No art. 2 º, incisos VII, VIII e XI , do decreto 9.845/2019 encontramos que:
VII- arma de fogo de porte – as armas de dimensões e peso reduzidos que podem ser disparadas pelo atirador usando apenas uma de suas mãos, a exemplo de pistolas, revólveres e garruchas.
VIII- arma de fogo portátil- as armas de fogo que, devido a suas dimensões ou ao seu peso, podem ser transportadas por uma pessoa, tais como fuzil, carabina e espingardas
XI- armas de fogo não portátil- as armas que, devido ás suas dimensões ou ao seu peso, precisam ser transportadas por mais de uma pessoa
Duas grandes novidades trazidas pelo decreto 9.845/2019 fazem menção ao aumento da energia cinética no final do cano permitindo que alguns calibres(conforme listado na Portaria 1.222 de 12 de agosto de 2019) antes restritos agora passem a ser permitidos atendidos aos requisitos legais; a outra grande novidade foi a apresentação da declaração de efetiva necessidade para aquisição e registro de arma de fogo.
No art. 2 º do decreto 9.845/2019 há a previsão de que a arma de porte e de portáteis de alma raiada serão de uso permitido se a energia produzida pelo projétil no final do cano não ultrapassar á seiscentos e vinte joules.

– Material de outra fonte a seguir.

// ABOUTME: Integration tests for the MCP protocol handlers
// ABOUTME: Validates initialize, ping, tools/list, tools/call, and unknown methods
//
// SPDX-License-Identifier: MIT OR Apache-2.0
// Copyright (c) 2025 Chef MCP Contributors

#![allow(clippy::unwrap_used, clippy::expect_used, clippy::panic)]
#![allow(missing_docs)]

mod common;

use anyhow::Result;
use serde_json::{json, Value};

use chef_mcp_server::jsonrpc::JsonRpcRequest;
use chef_mcp_server::mcp::protocol::ProtocolHandler;

#[tokio::test]
async fn test_initialize_advertises_tools_capability() -> Result<()> {
    let resources = common::setup_test_environment().await?;
    let request = JsonRpcRequest::with_id("initialize", None, json!(1));

    let response = ProtocolHandler::handle_request(request, &resources)
        .await
        .unwrap();
    assert!(response.is_success());

    let result = response.result.unwrap();
    assert_eq!(result["serverInfo"]["name"], "chef-mcp-server");
    assert!(result["protocolVersion"].is_string());
    assert!(result["capabilities"]["tools"].is_object());
    Ok(())
}

#[tokio::test]
async fn test_ping_returns_empty_object() -> Result<()> {
    let resources = common::setup_test_environment().await?;
    let request = JsonRpcRequest::with_id("ping", None, json!(2));

    let response = ProtocolHandler::handle_request(request, &resources)
        .await
        .unwrap();
    assert!(response.is_success());
    assert_eq!(response.result.unwrap(), json!({}));
    Ok(())
}

#[tokio::test]
async fn test_tools_list_exposes_both_tools() -> Result<()> {
    let resources = common::setup_test_environment().await?;
    let request = JsonRpcRequest::with_id("tools/list", None, json!(3));

    let response = ProtocolHandler::handle_request(request, &resources)
        .await
        .unwrap();
    let tools = response.result.unwrap()["tools"].as_array().unwrap().clone();

    let names: Vec<&str> = tools.iter().filter_map(|t| t["name"].as_str()).collect();
    assert_eq!(names, vec!["recipe_finder", "shopping_list_manager"]);
    for tool in &tools {
        assert!(tool["description"].is_string());
        assert_eq!(tool["inputSchema"]["type"], "object");
    }
    // shopping_list_manager requires action and thread_id
    assert_eq!(
        tools[1]["inputSchema"]["required"],
        json!(["action", "thread_id"])
    );
    Ok(())
}

#[tokio::test]
async fn test_tools_call_wraps_payload_as_text_content() -> Result<()> {
    let resources = common::setup_test_environment().await?;
    let request = JsonRpcRequest::with_id(
        "tools/call",
        Some(json!({
            "name": "shopping_list_manager",
            "arguments": {"action": "create", "thread_id": "t-mcp"},
        })),
        json!(4),
    );

    let response = ProtocolHandler::handle_request(request, &resources)
        .await
        .unwrap();
    assert!(response.is_success());

    let result = response.result.unwrap();
    assert_eq!(result["isError"], false);
    assert_eq!(result["structuredContent"]["action"], "created");

    // Text content carries the same payload, serialized
    let text = result["content"][0]["text"].as_str().unwrap();
    let parsed: Value = serde_json::from_str(text)?;
    assert_eq!(parsed["action"], "created");
    Ok(())
}

#[tokio::test]
async fn test_tools_call_with_invalid_params_is_a_protocol_error() -> Result<()> {
    let resources = common::setup_test_environment().await?;
    let request = JsonRpcRequest::with_id("tools/call", Some(json!("not-an-object")), json!(5));

    let response = ProtocolHandler::handle_request(request, &resources)
        .await
        .unwrap();
    assert!(response.is_error());
    assert_eq!(response.error.unwrap().code, -32602);
    Ok(())
}

#[tokio::test]
async fn test_rate_limited_tool_call_is_a_successful_response() -> Result<()> {
    let resources = common::create_test_resources(1, 60).await?;

    let call = |id: i64| {
        JsonRpcRequest::with_id(
            "tools/call",
            Some(json!({
                "name": "recipe_finder",
                "arguments": {"user_id": "alice"},
            })),
            json!(id),
        )
    };

    let _ = ProtocolHandler::handle_request(call(1), &resources).await;
    let response = ProtocolHandler::handle_request(call(2), &resources)
        .await
        .unwrap();

    // Rate limiting is a tool payload, not a JSON-RPC error.
    assert!(response.is_success());
    let result = response.result.unwrap();
    assert_eq!(
        result["structuredContent"]["error_code"],
        "RATE_LIMIT_EXCEEDED"
    );
    Ok(())
}

#[tokio::test]
async fn test_unknown_method_returns_method_not_found() -> Result<()> {
    let resources = common::setup_test_environment().await?;
    let request = JsonRpcRequest::with_id("resources/read", None, json!(6));

    let response = ProtocolHandler::handle_request(request, &resources)
        .await
        .unwrap();
    let error = response.error.unwrap();
    assert_eq!(error.code, -32601);
    assert_eq!(error.message, "Unknown method: resources/read");
    Ok(())
}

#[tokio::test]
async fn test_notifications_get_no_response() -> Result<()> {
    let resources = common::setup_test_environment().await?;
    let notification = JsonRpcRequest::notification("notifications/initialized", None);

    let response = ProtocolHandler::handle_request(notification, &resources).await;
    assert!(response.is_none());
    Ok(())
}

Se ultrapassar esse limite ou se for não portátil será considerada de uso restrito.
Interessante notar que com relação as armas de alma lisa, não há menção no citado decreto quanto a energia do projétil o que leva a interpretação de que não haverá restrição.
As armas proibidas, ainda segundo esse decreto, seriam aquelas disfarçadas como por exemplo uma caneta que dispara projeteis e também aquelas proibidas devido acordos e tratados internacionais.

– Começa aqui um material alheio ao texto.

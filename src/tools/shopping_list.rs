// ABOUTME: The shopping_list_manager tool - per-thread shopping list actions
// ABOUTME: Dispatches create/get/add_items/remove_items/clear/delete to the store
//
// SPDX-License-Identifier: MIT OR Apache-2.0
// Copyright (c) 2025 Chef MCP Contributors

//! # Shopping List Manager Tool
//!
//! Manages the shopping list owned by a conversation thread. Every action
//! result is a structured payload; a missing list on `get`, `remove_items`,
//! `clear`, or `delete` surfaces an `"action": "not_found"` payload, which
//! is distinct from an empty list. A missing list on `add_items` triggers
//! implicit creation instead.

use async_trait::async_trait;
use serde_json::{json, Value};

use crate::constants::{json_fields, tools::SHOPPING_LIST_MANAGER};
use crate::errors::AppResult;
use crate::models::ShoppingList;
use crate::shopping::{self, ItemSpec};

use super::traits::{McpTool, ToolContext};

/// Shopping list management tool
pub struct ShoppingListManagerTool;

#[async_trait]
impl McpTool for ShoppingListManagerTool {
    fn name(&self) -> &'static str {
        SHOPPING_LIST_MANAGER
    }

    fn description(&self) -> &'static str {
        "Manage shopping lists for meal planning"
    }

    fn input_schema(&self) -> Value {
        json!({
            "type": "object",
            "properties": {
                "action": {
                    "type": "string",
                    "enum": ["create", "get", "add_items", "remove_items", "clear", "delete"],
                    "description": "Action to perform on the shopping list"
                },
                "thread_id": {
                    "type": "string",
                    "description": "Thread ID for conversation context"
                },
                "items": {
                    "type": "array",
                    "items": {
                        "type": "object",
                        "properties": {
                            "name": {"type": "string"},
                            "quantity": {"type": "string"},
                            "unit": {"type": "string"},
                            "category": {"type": "string"}
                        }
                    },
                    "description": "Items to add or remove"
                },
                "user_id": {
                    "type": "string",
                    "description": "User owning the shopping list"
                }
            },
            "required": ["action", "thread_id"]
        })
    }

    async fn execute(&self, ctx: &ToolContext, args: &Value) -> AppResult<Value> {
        let Some(action) = args.get(json_fields::ACTION).and_then(Value::as_str) else {
            return Ok(json!({"error": "Missing required field: action"}));
        };
        let Some(thread_id) = args
            .get(json_fields::THREAD_ID)
            .and_then(Value::as_str)
            .filter(|id| !id.is_empty())
        else {
            return Ok(json!({"error": "Missing required field: thread_id"}));
        };
        let user_id = args
            .get(json_fields::USER_ID)
            .and_then(Value::as_str)
            .map(str::to_owned);

        match action {
            "create" => handle_create(ctx, thread_id, user_id).await,
            "get" => handle_get(ctx, thread_id).await,
            "add_items" => handle_add_items(ctx, thread_id, user_id, args).await,
            "remove_items" => handle_remove_items(ctx, thread_id, args).await,
            "clear" => handle_clear(ctx, thread_id).await,
            "delete" => handle_delete(ctx, thread_id).await,
            other => Ok(json!({"error": format!("Unknown action: {other}")})),
        }
    }
}

fn parse_items(args: &Value) -> AppResult<Vec<ItemSpec>> {
    match args.get(json_fields::ITEMS) {
        Some(raw) => Ok(serde_json::from_value(raw.clone())?),
        None => Ok(Vec::new()),
    }
}

async fn handle_create(
    ctx: &ToolContext,
    thread_id: &str,
    user_id: Option<String>,
) -> AppResult<Value> {
    // A second create for the same thread hands back the existing list
    // rather than erroring; lists are created at most once per thread.
    if let Some(existing) = ctx.database.get_shopping_list_by_thread(thread_id).await? {
        return Ok(json!({
            "action": "created",
            "list_id": existing.id,
            "thread_id": thread_id,
            "items": existing.items,
        }));
    }

    let created = ctx
        .database
        .create_shopping_list(&ShoppingList::new(thread_id, user_id))
        .await?;
    Ok(json!({
        "action": "created",
        "list_id": created.id,
        "thread_id": thread_id,
        "items": [],
    }))
}

async fn handle_get(ctx: &ToolContext, thread_id: &str) -> AppResult<Value> {
    match ctx.database.get_shopping_list_by_thread(thread_id).await? {
        Some(list) => {
            let grouped = shopping::grouped(&list);
            Ok(json!({
                "action": "retrieved",
                "list_id": list.id,
                "thread_id": thread_id,
                "items": list.items,
                "total_items": list.len(),
                "grouped": grouped,
            }))
        }
        None => Ok(not_found(thread_id, "No shopping list found for this thread")),
    }
}

async fn handle_add_items(
    ctx: &ToolContext,
    thread_id: &str,
    user_id: Option<String>,
    args: &Value,
) -> AppResult<Value> {
    let specs = parse_items(args)?;

    let mut list = match ctx.database.get_shopping_list_by_thread(thread_id).await? {
        Some(list) => list,
        None => {
            ctx.database
                .create_shopping_list(&ShoppingList::new(thread_id, user_id))
                .await?
        }
    };

    let added = match shopping::add_items(&mut list, specs) {
        Ok(added) => added,
        Err(err) => return Ok(err.to_json()),
    };
    ctx.database.update_shopping_list(&list).await?;

    Ok(json!({
        "action": "items_added",
        "list_id": list.id,
        "thread_id": thread_id,
        "added_items": added,
        "total_items": list.len(),
    }))
}

async fn handle_remove_items(ctx: &ToolContext, thread_id: &str, args: &Value) -> AppResult<Value> {
    let specs = parse_items(args)?;

    let Some(mut list) = ctx.database.get_shopping_list_by_thread(thread_id).await? else {
        return Ok(not_found(thread_id, "No shopping list found for this thread"));
    };

    let removed = shopping::remove_items(&mut list, &specs);
    if removed > 0 {
        ctx.database.update_shopping_list(&list).await?;
    }

    Ok(json!({
        "action": "items_removed",
        "list_id": list.id,
        "thread_id": thread_id,
        "removed_items": removed,
        "total_items": list.len(),
    }))
}

async fn handle_clear(ctx: &ToolContext, thread_id: &str) -> AppResult<Value> {
    if ctx.database.clear_shopping_list(thread_id).await? {
        Ok(json!({
            "action": "cleared",
            "thread_id": thread_id,
            "message": "Shopping list cleared",
        }))
    } else {
        Ok(not_found(thread_id, "No shopping list found for this thread"))
    }
}

async fn handle_delete(ctx: &ToolContext, thread_id: &str) -> AppResult<Value> {
    let Some(list) = ctx.database.get_shopping_list_by_thread(thread_id).await? else {
        return Ok(not_found(thread_id, "No shopping list found to delete"));
    };

    if let Some(list_id) = list.id {
        ctx.database.delete_shopping_list(list_id).await?;
    }
    Ok(json!({
        "action": "deleted",
        "list_id": list.id,
        "thread_id": thread_id,
    }))
}

fn not_found(thread_id: &str, message: &str) -> Value {
    json!({
        "action": "not_found",
        "thread_id": thread_id,
        "message": message,
    })
}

Com esse aumento da energia alguns calibres que antes eram considerados restritos passaram a ser permitidos tais com .40, 357 Magnum e 45 colt.
Para um aprofundamento sobre os calibres permitidos vide Portaria n º 1.222 de 12 de agosto de 2019 onde consta o calibre nominal, a energia e a classificação entre permitido e restrito.

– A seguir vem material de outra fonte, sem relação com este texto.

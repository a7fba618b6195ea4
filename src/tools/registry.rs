// ABOUTME: Central registry for MCP tools with lookup and schema listing
// ABOUTME: Built once at startup, then shared immutably across transports
//
// SPDX-License-Identifier: MIT OR Apache-2.0
// Copyright (c) 2025 Chef MCP Contributors

//! # Tool Registry
//!
//! Central registry for MCP tools, providing registration, lookup, and
//! schema generation for `tools/list` responses.
//!
//! The registry is built once at startup and then used immutably for tool
//! lookups. Registered tools are `Arc`-wrapped for sharing across async
//! tasks.

use std::collections::HashMap;
use std::sync::Arc;

use tracing::{debug, warn};

use crate::mcp::schema::ToolSchema;

use super::recipe_finder::RecipeFinderTool;
use super::shopping_list::ShoppingListManagerTool;
use super::traits::McpTool;

/// Central registry for MCP tools
#[derive(Default)]
pub struct ToolRegistry {
    /// Registered tools by name
    tools: HashMap<String, Arc<dyn McpTool>>,
}

impl ToolRegistry {
    /// Create a new empty registry
    #[must_use]
    pub fn new() -> Self {
        Self {
            tools: HashMap::new(),
        }
    }

    /// Create a registry with the built-in meal-planning tools registered
    #[must_use]
    pub fn with_builtin_tools() -> Self {
        let mut registry = Self::new();
        registry.register_builtin_tools();
        registry
    }

    /// Register the built-in tools
    pub fn register_builtin_tools(&mut self) {
        self.register(Arc::new(RecipeFinderTool));
        self.register(Arc::new(ShoppingListManagerTool));
    }

    /// Register a tool in the registry
    ///
    /// # Returns
    ///
    /// `true` if the tool was registered, `false` if a tool with the same
    /// name exists
    pub fn register(&mut self, tool: Arc<dyn McpTool>) -> bool {
        let name = tool.name().to_owned();

        if self.tools.contains_key(&name) {
            warn!("Tool '{}' is already registered, skipping", name);
            return false;
        }

        debug!("Registering tool '{}'", name);
        self.tools.insert(name, tool);
        true
    }

    /// Get a tool by name
    #[must_use]
    pub fn get(&self, name: &str) -> Option<&Arc<dyn McpTool>> {
        self.tools.get(name)
    }

    /// Check if a tool is registered
    #[must_use]
    pub fn contains(&self, name: &str) -> bool {
        self.tools.contains_key(name)
    }

    /// Get the number of registered tools
    #[must_use]
    pub fn len(&self) -> usize {
        self.tools.len()
    }

    /// Check if the registry is empty
    #[must_use]
    pub fn is_empty(&self) -> bool {
        self.tools.is_empty()
    }

    /// List all tool names
    #[must_use]
    pub fn tool_names(&self) -> Vec<&str> {
        self.tools.keys().map(String::as_str).collect()
    }

    /// List schemas for all registered tools (for `tools/list`)
    #[must_use]
    pub fn tool_schemas(&self) -> Vec<ToolSchema> {
        let mut schemas: Vec<ToolSchema> = self
            .tools
            .values()
            .map(|tool| ToolSchema {
                name: tool.name().to_owned(),
                description: tool.description().to_owned(),
                input_schema: tool.input_schema(),
            })
            .collect();
        // HashMap iteration order is arbitrary; clients expect a stable listing.
        schemas.sort_by(|a, b| a.name.cmp(&b.name));
        schemas
    }
}

#[cfg(test)]
mod tests {
    use super::*;

    #[test]
    fn builtin_tools_are_registered_once() {
        let registry = ToolRegistry::with_builtin_tools();
        assert_eq!(registry.len(), 2);
        assert!(registry.contains("recipe_finder"));
        assert!(registry.contains("shopping_list_manager"));
    }

    #[test]
    fn duplicate_registration_is_rejected() {
        let mut registry = ToolRegistry::with_builtin_tools();
        assert!(!registry.register(Arc::new(RecipeFinderTool)));
        assert_eq!(registry.len(), 2);
    }

    #[test]
    fn schemas_are_listed_in_stable_order() {
        let registry = ToolRegistry::with_builtin_tools();
        let schemas = registry.tool_schemas();
        assert_eq!(schemas[0].name, "recipe_finder");
        assert_eq!(schemas[1].name, "shopping_list_manager");
    }
}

Para aferimento da efetiva necessidade, de acordo com o decreto 9.845/2019, basta a declaração, isso facilitou a posse de arma de fogo registrada, antes havia um juízo discricionário para entendimento sobre a real necessidade. Podemos afirma que houve uma facilitação para a posse de arma de fogo e o aumento significativo do poder de fogo das armas de uso permitido, sendo observados, é claro, outros requisitos legais previstos notadamente no artigo 3 º do citado decreto.
Houve um aumento do prazo de validade do registro que passou a ser de dez anos, segundo 2 º do art. 4 do decreto 9.845/2019.
Vale mencionar o art. 57 do decreto 9.847/2019 que prevê que no prazo de 60 dias serão apreciados pela Polícia Federal, Exército, Sinarm e Sigma. Transcorrido esse prazo sem deliberação serão considerados aprovados tacitamente. Contudo poderão ser cassados se forem encontradas irregularidades posteriormente se houverem preenchidos os requisitos legais.
A lei 13.870/2019 alterou o art. 5 º da lei 10.826/2003 de modo a permitir a posse da arma de fogo em toda extensão do imóvel rural, o que em tese significa que havendo o registro correto da arma vai ser possível portar a mesma nos limites da propriedade.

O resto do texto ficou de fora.